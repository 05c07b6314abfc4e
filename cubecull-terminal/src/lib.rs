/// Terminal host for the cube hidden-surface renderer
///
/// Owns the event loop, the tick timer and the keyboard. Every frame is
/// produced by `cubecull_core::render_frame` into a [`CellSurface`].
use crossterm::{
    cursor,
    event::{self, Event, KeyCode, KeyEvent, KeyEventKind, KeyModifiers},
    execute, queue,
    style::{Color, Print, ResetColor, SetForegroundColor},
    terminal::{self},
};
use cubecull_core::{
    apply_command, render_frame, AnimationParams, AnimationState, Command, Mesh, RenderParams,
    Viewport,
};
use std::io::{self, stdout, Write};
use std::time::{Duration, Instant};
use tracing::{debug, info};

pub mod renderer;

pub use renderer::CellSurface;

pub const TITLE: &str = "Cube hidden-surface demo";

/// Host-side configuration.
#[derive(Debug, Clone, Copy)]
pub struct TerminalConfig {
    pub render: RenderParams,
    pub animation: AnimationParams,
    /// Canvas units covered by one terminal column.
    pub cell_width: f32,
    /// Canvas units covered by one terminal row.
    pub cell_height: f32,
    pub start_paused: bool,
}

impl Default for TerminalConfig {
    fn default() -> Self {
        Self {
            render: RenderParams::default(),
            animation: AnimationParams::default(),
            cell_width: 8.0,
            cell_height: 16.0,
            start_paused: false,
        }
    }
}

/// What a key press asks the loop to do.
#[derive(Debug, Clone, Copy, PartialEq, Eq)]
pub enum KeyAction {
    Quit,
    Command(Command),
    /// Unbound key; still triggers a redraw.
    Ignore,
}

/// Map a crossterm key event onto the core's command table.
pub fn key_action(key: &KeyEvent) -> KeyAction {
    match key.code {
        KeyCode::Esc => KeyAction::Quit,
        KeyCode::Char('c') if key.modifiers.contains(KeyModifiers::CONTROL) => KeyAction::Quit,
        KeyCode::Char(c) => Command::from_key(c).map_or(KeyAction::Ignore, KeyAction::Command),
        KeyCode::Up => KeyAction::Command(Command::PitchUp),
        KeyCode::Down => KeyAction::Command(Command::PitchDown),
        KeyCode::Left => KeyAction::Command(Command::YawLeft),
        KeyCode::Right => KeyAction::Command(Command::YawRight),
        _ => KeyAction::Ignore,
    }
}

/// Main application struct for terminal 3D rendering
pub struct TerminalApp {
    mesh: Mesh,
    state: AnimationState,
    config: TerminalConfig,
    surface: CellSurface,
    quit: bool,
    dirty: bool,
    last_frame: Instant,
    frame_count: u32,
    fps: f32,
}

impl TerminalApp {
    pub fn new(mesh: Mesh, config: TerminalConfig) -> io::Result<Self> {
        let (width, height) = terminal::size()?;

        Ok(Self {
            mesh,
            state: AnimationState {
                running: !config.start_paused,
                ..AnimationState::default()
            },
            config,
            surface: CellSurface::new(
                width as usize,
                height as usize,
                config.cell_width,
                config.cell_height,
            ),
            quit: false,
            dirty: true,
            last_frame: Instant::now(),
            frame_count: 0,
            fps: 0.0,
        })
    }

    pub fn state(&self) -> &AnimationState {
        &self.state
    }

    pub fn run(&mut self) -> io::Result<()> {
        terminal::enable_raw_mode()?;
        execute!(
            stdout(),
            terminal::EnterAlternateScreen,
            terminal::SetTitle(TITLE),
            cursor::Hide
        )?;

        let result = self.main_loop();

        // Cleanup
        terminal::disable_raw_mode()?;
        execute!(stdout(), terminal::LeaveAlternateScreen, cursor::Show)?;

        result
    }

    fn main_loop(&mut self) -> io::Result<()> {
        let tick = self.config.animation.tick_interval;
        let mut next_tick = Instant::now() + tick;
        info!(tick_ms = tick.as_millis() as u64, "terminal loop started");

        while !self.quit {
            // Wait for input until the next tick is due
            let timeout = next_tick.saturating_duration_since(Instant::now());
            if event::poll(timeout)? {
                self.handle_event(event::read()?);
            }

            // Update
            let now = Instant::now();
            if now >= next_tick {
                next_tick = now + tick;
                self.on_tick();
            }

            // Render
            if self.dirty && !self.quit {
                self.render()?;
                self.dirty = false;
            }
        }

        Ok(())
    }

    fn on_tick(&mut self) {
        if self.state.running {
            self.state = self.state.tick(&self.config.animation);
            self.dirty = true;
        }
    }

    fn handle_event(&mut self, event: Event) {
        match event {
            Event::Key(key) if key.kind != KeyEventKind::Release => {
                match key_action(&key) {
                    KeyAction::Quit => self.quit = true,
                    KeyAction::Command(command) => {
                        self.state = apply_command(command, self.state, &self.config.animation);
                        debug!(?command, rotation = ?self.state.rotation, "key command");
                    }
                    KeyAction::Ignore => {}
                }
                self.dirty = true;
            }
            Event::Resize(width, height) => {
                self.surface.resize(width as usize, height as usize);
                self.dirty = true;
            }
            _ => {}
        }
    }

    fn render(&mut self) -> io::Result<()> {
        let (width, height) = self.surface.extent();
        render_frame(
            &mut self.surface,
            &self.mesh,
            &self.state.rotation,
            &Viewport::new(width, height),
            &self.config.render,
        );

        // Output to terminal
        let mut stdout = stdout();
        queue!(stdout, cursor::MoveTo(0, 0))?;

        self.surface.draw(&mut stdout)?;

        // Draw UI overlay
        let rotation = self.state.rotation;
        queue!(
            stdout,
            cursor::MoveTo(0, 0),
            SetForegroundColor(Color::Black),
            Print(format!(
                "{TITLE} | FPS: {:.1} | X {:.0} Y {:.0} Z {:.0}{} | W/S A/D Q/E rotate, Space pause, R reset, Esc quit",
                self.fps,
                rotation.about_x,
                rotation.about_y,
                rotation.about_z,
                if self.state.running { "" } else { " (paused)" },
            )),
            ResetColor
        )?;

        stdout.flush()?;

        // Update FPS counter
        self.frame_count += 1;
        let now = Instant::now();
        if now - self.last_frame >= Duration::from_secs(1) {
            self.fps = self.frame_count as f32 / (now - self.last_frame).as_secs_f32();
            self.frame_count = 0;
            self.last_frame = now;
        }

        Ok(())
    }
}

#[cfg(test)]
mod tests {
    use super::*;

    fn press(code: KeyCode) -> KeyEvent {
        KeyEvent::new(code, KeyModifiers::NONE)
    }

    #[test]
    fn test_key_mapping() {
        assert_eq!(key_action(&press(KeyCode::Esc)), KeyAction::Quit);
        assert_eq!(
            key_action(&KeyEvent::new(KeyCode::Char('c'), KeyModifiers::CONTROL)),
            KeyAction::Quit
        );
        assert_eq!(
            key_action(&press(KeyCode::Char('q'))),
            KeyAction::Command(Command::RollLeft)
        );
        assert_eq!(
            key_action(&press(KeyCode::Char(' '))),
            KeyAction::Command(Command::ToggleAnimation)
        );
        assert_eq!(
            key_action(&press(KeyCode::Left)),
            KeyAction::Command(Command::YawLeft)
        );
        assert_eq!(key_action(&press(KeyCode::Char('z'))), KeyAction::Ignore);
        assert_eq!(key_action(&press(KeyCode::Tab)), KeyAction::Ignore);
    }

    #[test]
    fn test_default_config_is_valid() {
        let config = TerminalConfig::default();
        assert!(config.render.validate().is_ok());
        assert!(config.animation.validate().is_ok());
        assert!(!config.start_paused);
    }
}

==

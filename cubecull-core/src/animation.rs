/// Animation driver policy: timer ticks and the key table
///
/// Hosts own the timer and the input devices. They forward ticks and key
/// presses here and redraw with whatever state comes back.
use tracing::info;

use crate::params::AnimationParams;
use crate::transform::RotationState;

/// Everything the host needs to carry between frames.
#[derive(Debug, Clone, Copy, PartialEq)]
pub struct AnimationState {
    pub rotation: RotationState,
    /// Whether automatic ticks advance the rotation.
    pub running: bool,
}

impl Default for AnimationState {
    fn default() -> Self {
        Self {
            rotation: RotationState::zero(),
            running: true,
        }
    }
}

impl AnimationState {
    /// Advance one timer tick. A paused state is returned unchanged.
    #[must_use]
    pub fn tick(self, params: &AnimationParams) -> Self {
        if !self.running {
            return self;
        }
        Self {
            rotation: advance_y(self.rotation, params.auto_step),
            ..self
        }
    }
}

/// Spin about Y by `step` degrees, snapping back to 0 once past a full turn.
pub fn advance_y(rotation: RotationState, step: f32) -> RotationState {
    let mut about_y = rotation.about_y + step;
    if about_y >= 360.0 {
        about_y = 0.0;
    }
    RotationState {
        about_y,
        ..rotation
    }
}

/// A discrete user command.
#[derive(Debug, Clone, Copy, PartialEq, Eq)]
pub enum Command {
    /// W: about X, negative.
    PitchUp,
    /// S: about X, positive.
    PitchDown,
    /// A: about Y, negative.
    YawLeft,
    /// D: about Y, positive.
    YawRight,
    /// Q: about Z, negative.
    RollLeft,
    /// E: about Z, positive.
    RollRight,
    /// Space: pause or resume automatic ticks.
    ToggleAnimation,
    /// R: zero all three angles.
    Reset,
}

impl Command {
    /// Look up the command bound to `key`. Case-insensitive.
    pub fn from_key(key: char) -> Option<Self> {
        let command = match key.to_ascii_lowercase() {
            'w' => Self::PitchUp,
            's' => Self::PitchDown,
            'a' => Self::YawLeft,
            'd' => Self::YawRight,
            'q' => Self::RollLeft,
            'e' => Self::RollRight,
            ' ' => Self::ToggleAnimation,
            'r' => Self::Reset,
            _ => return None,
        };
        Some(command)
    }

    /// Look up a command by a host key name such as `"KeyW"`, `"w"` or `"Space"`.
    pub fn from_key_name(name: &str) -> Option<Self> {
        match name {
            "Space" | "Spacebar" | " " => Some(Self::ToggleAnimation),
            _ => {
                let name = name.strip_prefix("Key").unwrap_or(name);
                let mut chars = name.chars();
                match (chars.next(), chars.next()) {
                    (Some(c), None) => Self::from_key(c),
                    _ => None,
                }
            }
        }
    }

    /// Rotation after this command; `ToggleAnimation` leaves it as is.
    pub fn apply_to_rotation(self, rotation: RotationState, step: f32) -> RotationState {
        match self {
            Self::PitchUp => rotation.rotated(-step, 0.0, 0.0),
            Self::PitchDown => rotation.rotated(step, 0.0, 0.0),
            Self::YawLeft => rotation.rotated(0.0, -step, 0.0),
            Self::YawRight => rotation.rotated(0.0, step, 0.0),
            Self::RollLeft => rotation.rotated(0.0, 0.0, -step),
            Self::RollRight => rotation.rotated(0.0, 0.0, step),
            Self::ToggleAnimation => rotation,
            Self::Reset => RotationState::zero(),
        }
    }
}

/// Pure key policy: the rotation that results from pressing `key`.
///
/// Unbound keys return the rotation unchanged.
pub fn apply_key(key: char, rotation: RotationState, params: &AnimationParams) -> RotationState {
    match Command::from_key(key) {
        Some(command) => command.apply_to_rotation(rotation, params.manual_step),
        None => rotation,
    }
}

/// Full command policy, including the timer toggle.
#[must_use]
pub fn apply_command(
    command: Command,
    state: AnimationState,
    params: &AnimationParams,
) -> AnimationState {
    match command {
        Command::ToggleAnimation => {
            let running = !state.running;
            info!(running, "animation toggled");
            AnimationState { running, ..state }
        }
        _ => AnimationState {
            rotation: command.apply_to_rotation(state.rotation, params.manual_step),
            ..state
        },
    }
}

Exercise goal: If a line of the data contains "units", copy it out.

Problem solution:
    /// Canvas units covered by one terminal column.
    /// Canvas units covered by one terminal row.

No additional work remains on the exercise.